Build a Graph RAG system with LangChain and GraphVectorStore

query_builder 20 min

Graph RAG is an enhancement to retrieval-augmented generation (RAG) that retrieves elements from a knowledge graph to serve as grounding context for a large language model (LLM).

In this tutorial, you will build a simple graph RAG system. First, a knowledge graph is built from a small set of linked HTML documents.

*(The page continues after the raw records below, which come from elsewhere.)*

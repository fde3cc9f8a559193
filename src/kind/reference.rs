use super::edge::EdgeKind;

/// Kind of reference a client can record via `IndexWriter::record_reference`.
///
/// Like `SymbolKind`, `ReferenceKind` is a client-facing alias with no
/// integer encoding of its own — it is translated to an `EdgeKind` before
/// it ever reaches storage.
#[derive(Debug, Clone, Copy, PartialEq, Eq, Hash)]
pub enum ReferenceKind {
    TypeUsage,
    Usage,
    Call,
    Inheritance,
    Override,
    TypeArgument,
    TemplateSpecialization,
    Include,
    Import,
    MacroUsage,
    AnnotationUsage,
}

impl ReferenceKind {
    /// Total mapping — every `ReferenceKind` variant has a defined `EdgeKind`.
    pub fn to_edge_kind(self) -> EdgeKind {
        match self {
            ReferenceKind::TypeUsage => EdgeKind::TypeUsage,
            ReferenceKind::Usage => EdgeKind::Usage,
            ReferenceKind::Call => EdgeKind::Call,
            ReferenceKind::Inheritance => EdgeKind::Inheritance,
            ReferenceKind::Override => EdgeKind::Override,
            ReferenceKind::TypeArgument => EdgeKind::TypeArgument,
            ReferenceKind::TemplateSpecialization => EdgeKind::TemplateSpecialization,
            ReferenceKind::Include => EdgeKind::Include,
            ReferenceKind::Import => EdgeKind::Import,
            ReferenceKind::MacroUsage => EdgeKind::MacroUsage,
            ReferenceKind::AnnotationUsage => EdgeKind::AnnotationUsage,
        }
    }
}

Then, the graph is used during the retrieval step of RAG to provide extended context to the LLM when generating a response.

For more information about this tutorial’s use case, dataset, and the value of Graph RAG, see Your Documents Are Trying to Tell You What’s Relevant: Better RAG Using Links.

Prerequisites

For this tutorial, you need the following:

An active Astra account
An OpenAI account with a positive credit balance
Python 3.11 or later

Create your Serverless (Vector) database

In the Astra Portal navigation menu, click Databases, and then click Create Database.
Select the Serverless (Vector) deployment type.
Enter a meaningful, human-readable Database name.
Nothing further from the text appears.